Assignment> Lines of the data that contain the word "LeftDown" are the ones to copy.

"""

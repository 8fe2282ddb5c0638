// grid.rs
//
// The city grid: a square matrix of road and building cells laid out with a
// repeating 7x7 block pattern. Topology never changes after construction; only
// the per-cell occupancy and light flags do, each behind its own mutex.

use serde::{Deserialize, Serialize};
use std::fmt;
use std::sync::{Mutex, MutexGuard, PoisonError};

/// Side length of one city block, including its two border lanes.
pub const BLOCK_SIZE: usize = 7;

/// Default grid width used by the reference city.
pub const DEFAULT_WIDTH: usize = 16;

/// A (row, col) coordinate in the grid.
#[derive(Debug, Clone, Copy, PartialEq, Eq, Hash, PartialOrd, Ord, Serialize, Deserialize)]
pub struct Position {
    pub row: usize,
    pub col: usize,
}

impl Position {
    pub const fn new(row: usize, col: usize) -> Self {
        Self { row, col }
    }
}

impl fmt::Display for Position {
    fn fmt(&self, f: &mut fmt::Formatter<'_>) -> fmt::Result {
        write!(f, "({}, {})", self.row, self.col)
    }
}

#[derive(Debug, Clone, Copy, PartialEq, Eq, Serialize, Deserialize)]
pub enum CellKind {
    Road,
    Building,
}

/// Allowed travel direction(s) out of a cell.
/// Corner values let a car leave the cell along either of two cardinals.
#[derive(Debug, Clone, Copy, PartialEq, Eq, Serialize, Deserialize)]
pub enum LaneDirection {
    None,
    Left,
    Right,
    Down,
    Up,
    LeftDown,
    RightDown,
    LeftUp,
    RightUp,
}

impl LaneDirection {
    pub fn allows_left(self) -> bool {
        matches!(self, Self::Left | Self::LeftDown | Self::LeftUp)
    }

    pub fn allows_down(self) -> bool {
        matches!(self, Self::Down | Self::LeftDown | Self::RightDown)
    }

    pub fn allows_right(self) -> bool {
        matches!(self, Self::Right | Self::RightDown | Self::RightUp)
    }

    pub fn allows_up(self) -> bool {
        matches!(self, Self::Up | Self::LeftUp | Self::RightUp)
    }

    /// True for straight lanes, which are the only valid route endpoints.
    pub fn is_straight(self) -> bool {
        matches!(self, Self::Left | Self::Right | Self::Down | Self::Up)
    }
}

/// Mutable part of a cell, shared between car and light tasks.
#[derive(Debug, Clone, Copy, PartialEq, Eq, Serialize, Deserialize)]
pub struct CellState {
    /// A car currently stands on this cell.
    pub occupied: bool,
    /// Traffic standing on this cell may leave it.
    pub light_open: bool,
}

impl Default for CellState {
    fn default() -> Self {
        Self {
            occupied: false,
            light_open: true,
        }
    }
}

/// One grid cell ("sector").
#[derive(Debug)]
pub struct Cell {
    pub position: Position,
    pub kind: CellKind,
    pub direction: LaneDirection,
    state: Mutex<CellState>,
}

impl Cell {
    fn new(position: Position) -> Self {
        let x = position.row % BLOCK_SIZE;
        let y = position.col % BLOCK_SIZE;
        let (kind, direction) = if x < 2 || y < 2 {
            let direction = match (x, y) {
                (0, 0) => LaneDirection::LeftDown,
                (1, 0) => LaneDirection::RightDown,
                (0, 1) => LaneDirection::LeftUp,
                (1, 1) => LaneDirection::RightUp,
                (0, _) => LaneDirection::Left,
                (1, _) => LaneDirection::Right,
                (_, 0) => LaneDirection::Down,
                _ => LaneDirection::Up,
            };
            (CellKind::Road, direction)
        } else {
            (CellKind::Building, LaneDirection::None)
        };

        Self {
            position,
            kind,
            direction,
            state: Mutex::new(CellState::default()),
        }
    }

    pub fn is_road(&self) -> bool {
        self.kind == CellKind::Road
    }

    /// Road cell with a straight lane.
    pub fn is_street(&self) -> bool {
        self.is_road() && self.direction.is_straight()
    }

    pub fn state(&self) -> CellState {
        *self.lock()
    }

    fn lock(&self) -> MutexGuard<'_, CellState> {
        // Cell state is plain data, a panicking holder cannot leave it torn.
        self.state.lock().unwrap_or_else(PoisonError::into_inner)
    }
}

/// Read-only copy of a cell for renderers.
#[derive(Debug, Clone, Copy, PartialEq, Eq, Serialize, Deserialize)]
pub struct CellView {
    pub position: Position,
    pub kind: CellKind,
    pub direction: LaneDirection,
    pub occupied: bool,
    pub light_open: bool,
}

/// Represents the whole city: a `width x width` matrix stored row-major.
#[derive(Debug)]
pub struct Grid {
    width: usize,
    cells: Vec<Cell>,
}

impl Grid {
    /// Generates the city layout. The same width always yields the same topology.
    pub fn new(width: usize) -> Self {
        let cells = (0..width)
            .flat_map(|row| (0..width).map(move |col| Cell::new(Position::new(row, col))))
            .collect();
        Self { width, cells }
    }

    pub fn width(&self) -> usize {
        self.width
    }

    pub fn contains(&self, position: Position) -> bool {
        position.row < self.width && position.col < self.width
    }

    fn index(&self, position: Position) -> Option<usize> {
        self.contains(position)
            .then(|| position.row * self.width + position.col)
    }

    pub fn cell(&self, position: Position) -> Option<&Cell> {
        self.index(position).map(|index| &self.cells[index])
    }

    pub fn cells(&self) -> impl Iterator<Item = &Cell> {
        self.cells.iter()
    }

    pub fn road_cells(&self) -> Vec<Position> {
        self.cells
            .iter()
            .filter(|cell| cell.is_road())
            .map(|cell| cell.position)
            .collect()
    }

    /// Road cells with a straight lane, in row-major order.
    pub fn street_cells(&self) -> Vec<Position> {
        self.cells
            .iter()
            .filter(|cell| cell.is_street())
            .map(|cell| cell.position)
            .collect()
    }

    /// Cells a car may drive to from `position`, following the lane direction.
    /// Order: left, down, right, up.
    pub fn neighbors(&self, position: Position) -> Vec<Position> {
        let Some(cell) = self.cell(position) else {
            return Vec::new();
        };
        let direction = cell.direction;
        let Position { row, col } = position;

        let candidates = [
            (direction.allows_left() && col > 0).then(|| Position::new(row, col - 1)),
            direction.allows_down().then(|| Position::new(row + 1, col)),
            direction.allows_right().then(|| Position::new(row, col + 1)),
            (direction.allows_up() && row > 0).then(|| Position::new(row - 1, col)),
        ];

        candidates
            .into_iter()
            .flatten()
            .filter(|next| self.cell(*next).is_some_and(Cell::is_road))
            .collect()
    }

    /// Marks a road cell as taken by a newly placed car.
    /// Returns false if the cell is not a road or already occupied.
    pub fn occupy(&self, position: Position) -> bool {
        match self.cell(position) {
            Some(cell) if cell.is_road() => {
                let mut state = cell.lock();
                if state.occupied {
                    false
                } else {
                    state.occupied = true;
                    true
                }
            }
            _ => false,
        }
    }

    pub fn release(&self, position: Position) {
        if let Some(cell) = self.cell(position) {
            cell.lock().occupied = false;
        }
    }

    pub fn set_light(&self, position: Position, open: bool) {
        if let Some(cell) = self.cell(position) {
            cell.lock().light_open = open;
        }
    }

    /// Moves a car from `from` to `to` if the light on `from` is open and `to`
    /// is free. Both cells stay locked for the whole check-and-write, taken in
    /// ascending index order.
    pub fn try_move(&self, from: Position, to: Position) -> bool {
        let (Some(from_index), Some(to_index)) = (self.index(from), self.index(to)) else {
            return false;
        };
        if from_index == to_index || !self.cells[to_index].is_road() {
            return false;
        }

        let (mut here, mut next) = if from_index < to_index {
            let here = self.cells[from_index].lock();
            let next = self.cells[to_index].lock();
            (here, next)
        } else {
            let next = self.cells[to_index].lock();
            let here = self.cells[from_index].lock();
            (here, next)
        };

        if !here.light_open || next.occupied {
            return false;
        }
        here.occupied = false;
        next.occupied = true;
        true
    }

    pub fn snapshot(&self) -> Vec<CellView> {
        self.cells
            .iter()
            .map(|cell| {
                let state = cell.state();
                CellView {
                    position: cell.position,
                    kind: cell.kind,
                    direction: cell.direction,
                    occupied: state.occupied,
                    light_open: state.light_open,
                }
            })
            .collect()
    }

    pub fn occupied_count(&self) -> usize {
        self.cells.iter().filter(|cell| cell.state().occupied).count()
    }
}

impl Default for Grid {
    fn default() -> Self {
        Self::new(DEFAULT_WIDTH)
    }
}
use crate::communication::messages::{CarId, CompletionSender, ShutdownSignal};
use crate::simulation_engine::grid::{Grid, Position};
use log::{debug, info};
use serde::{Deserialize, Serialize};
use std::collections::VecDeque;
use std::sync::atomic::{AtomicUsize, Ordering};
use std::sync::{Arc, Mutex, MutexGuard, PoisonError};
use tokio::time::{sleep, Duration};

/// Fastest a car can go: ticks waited between move attempts.
pub const MIN_SPEED: u64 = 50;
/// Slowest a car can go; a car pinned here is treated as stopped.
pub const MAX_SPEED: u64 = 250;
/// Speed change per attempt.
pub const SPEED_STEP: u64 = 10;
/// Blocked attempts after which the car stops backing off gradually.
pub const MAX_IMMOBILITY: u8 = 3;

#[derive(Debug, Clone, Copy, PartialEq, Eq)]
pub enum MoveOutcome {
    Moved { from: Position, to: Position },
    Blocked,
    /// Route already exhausted, nothing to attempt.
    Arrived,
}

/// Represents a car driving a precomputed route through the grid.
#[derive(Debug, Clone)]
pub struct Car {
    pub id: CarId,
    pub position: Position,
    /// Ticks waited before each move attempt. Lower is faster.
    pub speed: u64,
    /// Cells still to traverse, next cell first.
    pub route: VecDeque<Position>,
    /// Consecutive blocked attempts, 0..=3.
    pub immobility: u8,
    /// Move attempts made so far, successful or not.
    pub attempts: u32,
    pub finished: bool,
}

impl Car {
    pub fn new(id: CarId, start: Position, speed: u64, route: Vec<Position>) -> Self {
        Self {
            id,
            position: start,
            speed: speed.clamp(MIN_SPEED, MAX_SPEED),
            route: route.into(),
            immobility: 0,
            attempts: 0,
            finished: false,
        }
    }

    pub fn has_arrived(&self) -> bool {
        self.route.is_empty()
    }

    /// Tries to step onto the next route cell.
    ///
    /// A move needs an open light on the current cell and a free next cell.
    /// Moving speeds the car up; being blocked slows it down until the
    /// immobility counter saturates, after which speed is pinned to the maximum.
    pub fn attempt_move(&mut self, grid: &Grid) -> MoveOutcome {
        let Some(&next) = self.route.front() else {
            return MoveOutcome::Arrived;
        };
        self.attempts += 1;

        if grid.try_move(self.position, next) {
            let from = self.position;
            self.position = next;
            self.route.pop_front();
            self.accelerate();
            self.immobility = 0;
            MoveOutcome::Moved { from, to: next }
        } else {
            self.back_off();
            MoveOutcome::Blocked
        }
    }

    fn accelerate(&mut self) {
        self.speed = self.speed.saturating_sub(SPEED_STEP).max(MIN_SPEED);
    }

    fn back_off(&mut self) {
        if self.immobility < MAX_IMMOBILITY {
            self.immobility += 1;
            self.speed = (self.speed + SPEED_STEP).min(MAX_SPEED);
        } else {
            self.speed = MAX_SPEED;
        }
    }

    pub fn status(&self) -> CarStatus {
        CarStatus {
            id: self.id,
            position: self.position,
            speed: self.speed,
            remaining: self.route.len(),
            attempts: self.attempts,
            finished: self.finished,
        }
    }
}

/// Read-only view of a car for renderers and reports.
#[derive(Debug, Clone, Copy, PartialEq, Eq, Serialize, Deserialize)]
pub struct CarStatus {
    pub id: CarId,
    pub position: Position,
    pub speed: u64,
    pub remaining: usize,
    pub attempts: u32,
    pub finished: bool,
}

/// A car shared between its driving task and observers.
pub type SharedCar = Arc<Mutex<Car>>;

pub fn lock_car(car: &SharedCar) -> MutexGuard<'_, Car> {
    car.lock().unwrap_or_else(PoisonError::into_inner)
}

/// Drives one car until its route is exhausted or shutdown is signalled.
///
/// On arrival the car vacates its last cell, bumps `completed` and reports its
/// id on the completion channel. A cancelled car vacates its cell without
/// reporting.
pub async fn drive(
    car: SharedCar,
    grid: Arc<Grid>,
    tick: Duration,
    completed: Arc<AtomicUsize>,
    completions: CompletionSender,
    mut shutdown: ShutdownSignal,
) {
    loop {
        let speed = {
            let car = lock_car(&car);
            if car.has_arrived() {
                break;
            }
            car.speed
        };

        let delay = tick.saturating_mul(u32::try_from(speed).unwrap_or(u32::MAX));
        tokio::select! {
            _ = sleep(delay) => {}
            _ = shutdown.wait() => {
                let car = lock_car(&car);
                grid.release(car.position);
                debug!("Car {} cancelled at {}", car.id, car.position);
                return;
            }
        }

        {
            let mut car = lock_car(&car);
            match car.attempt_move(&grid) {
                MoveOutcome::Moved { from, to } => {
                    debug!("Car {} moved {} -> {} (speed {})", car.id, from, to, car.speed)
                }
                MoveOutcome::Blocked => debug!(
                    "Car {} blocked at {} (speed {}, immobile {})",
                    car.id, car.position, car.speed, car.immobility
                ),
                MoveOutcome::Arrived => {}
            }
        }
    }

    let id = {
        let mut car = lock_car(&car);
        grid.release(car.position);
        car.finished = true;
        info!(
            "Car {} reached {} after {} attempts",
            car.id, car.position, car.attempts
        );
        car.id
    };
    completed.fetch_add(1, Ordering::SeqCst);
    if let Err(err) = completions.send(id).await {
        debug!("Car {} completion not delivered: {}", id, err);
    }
}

"""

Answer for this exercise>
    LeftDown,
        matches!(self, Self::Left | Self::LeftDown | Self::LeftUp)
        matches!(self, Self::Down | Self::LeftDown | Self::RightDown)
                (0, 0) => LaneDirection::LeftDown,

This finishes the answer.